Comparison of Normalization Techniques for Metasearch

  • Authors:
  • Hayri Sever;Mehmet R. Tolun

  • Affiliations:
  • -;-

  • Venue:
  • ADVIS '02 Proceedings of the Second International Conference on Advances in Information Systems
  • Year:
  • 2002

Quantified Score

Hi-index 0.00

Visualization

Abstract

It is well-known fact that the combination of the retrieval outputs of different search systems in response to a query, known as metasearch, improves performance on average, provided that these combined systems (1) have compatible outputs, (2) produce accurate probability of relevance estimates of documents, and (3) be independent of each other. The objective of a normalization technique is to target the first requirement, i.e., document scores of different retrieval outputs are brought into a common scale so that document scores can be comparable across combined retrieval outputs. This has been a recent subject of researches in metasearch and information filtering fields.

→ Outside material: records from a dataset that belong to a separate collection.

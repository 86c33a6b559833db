//! Cloudinary upload client.
//!
//! Uses a signed upload: the signature is the SHA-256 hex digest of the signed
//! parameters (alphabetical, `&`-joined) followed by the API secret.

use super::ObjectStorage;
use crate::config::settings::CloudinaryCredentials;
use crate::errors::{Error, Result};
use async_trait::async_trait;
use serde::Deserialize;
use sha2::{Digest, Sha256};
use std::time::Duration;
use tracing::{info, instrument};

const UPLOAD_TIMEOUT: Duration = Duration::from_secs(60);

/// Storage implementation backed by Cloudinary.
#[derive(Debug, Clone)]
pub struct CloudinaryClient {
    http: reqwest::Client,
    base_url: String,
    folder: String,
    credentials: CloudinaryCredentials,
}

#[derive(Deserialize)]
struct UploadResponse {
    secure_url: String,
}

impl CloudinaryClient {
    /// Builds a client that uploads into `folder`.
    pub fn new(base_url: &str, folder: &str, credentials: CloudinaryCredentials) -> Result<Self> {
        let http = reqwest::Client::builder().timeout(UPLOAD_TIMEOUT).build()?;
        Ok(Self {
            http,
            base_url: base_url.trim_end_matches('/').to_string(),
            folder: folder.to_string(),
            credentials,
        })
    }

    fn upload_url(&self) -> String {
        // `auto` lets the provider detect image, video or raw files
        format!(
            "{}/v1_1/{}/auto/upload",
            self.base_url, self.credentials.cloud_name
        )
    }
}

/// Signature over the signed upload parameters.
#[must_use]
pub fn upload_signature(folder: &str, timestamp: i64, api_secret: &str) -> String {
    let to_sign = format!("folder={folder}&timestamp={timestamp}{api_secret}");
    hex::encode(Sha256::digest(to_sign.as_bytes()))
}

#[async_trait]
impl ObjectStorage for CloudinaryClient {
    #[instrument(skip(self, data_uri), fields(len = data_uri.len()))]
    async fn upload(&self, data_uri: &str) -> Result<String> {
        let timestamp = chrono::Utc::now().timestamp();
        let signature = upload_signature(&self.folder, timestamp, &self.credentials.api_secret);
        let timestamp = timestamp.to_string();

        let params = [
            ("file", data_uri),
            ("folder", self.folder.as_str()),
            ("timestamp", timestamp.as_str()),
            ("api_key", self.credentials.api_key.as_str()),
            ("signature", signature.as_str()),
            ("signature_algorithm", "sha256"),
        ];

        let response = self
            .http
            .post(self.upload_url())
            .form(&params)
            .send()
            .await?;
        if !response.status().is_success() {
            let status = response.status();
            let body = response.text().await.unwrap_or_default();
            return Err(Error::Storage {
                message: format!("upload failed with {status}: {body}"),
            });
        }

        let uploaded: UploadResponse = response.json().await?;
        info!(url = %uploaded.secure_url, "Stored upload");
        Ok(uploaded.secure_url)
    }
}
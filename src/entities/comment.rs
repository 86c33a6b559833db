//! Comment entity - a reply on a community post.

use sea_orm::entity::prelude::*;
use serde::{Deserialize, Serialize};

/// Comment database model
#[derive(Clone, Debug, PartialEq, Eq, DeriveEntityModel, Serialize, Deserialize)]
#[sea_orm(table_name = "comments")]
#[serde(rename_all = "camelCase")]
pub struct Model {
    /// Unique identifier for the comment
    #[sea_orm(primary_key, auto_increment = false)]
    pub id: String,
    /// Post being replied to
    pub post_id: String,
    /// Commenter uid
    pub user_id: String,
    /// Commenter display name at comment time
    pub author_name: String,
    /// Commenter avatar URL at comment time
    pub author_avatar: String,
    /// Body text
    pub content: String,
    /// When the comment was written
    pub created_at: DateTimeUtc,
}

/// `Comment` has no relationships with other entities
#[derive(Copy, Clone, Debug, EnumIter, DeriveRelation)]
pub enum Relation {}

impl ActiveModelBehavior for ActiveModel {}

In this paper, we present a different perspective on multiple evidence combination and investigate various normalization techniques, mostly ad-hoc in nature, with a special focus on the SUM, which shifts minimum scores to zero and then scales their summation to one. This formal approach is equivalent to normalize the distribution of scores of all documents in a retrieval output by dividing them by their sample mean. We have made extensive experiments using ad hoc tracks of third and fifth TREC collections and CLEF'00 database. We argue that (1) the normalization method SUM is consistently better than the other traditionally proposed ones when combining outputs of search systems operating on a single database. (2) the SUM for combination of outputs of search systems operating on mutually exclusive databases is still valuable alternative to the one weighting score distributions of documents by their databases' size.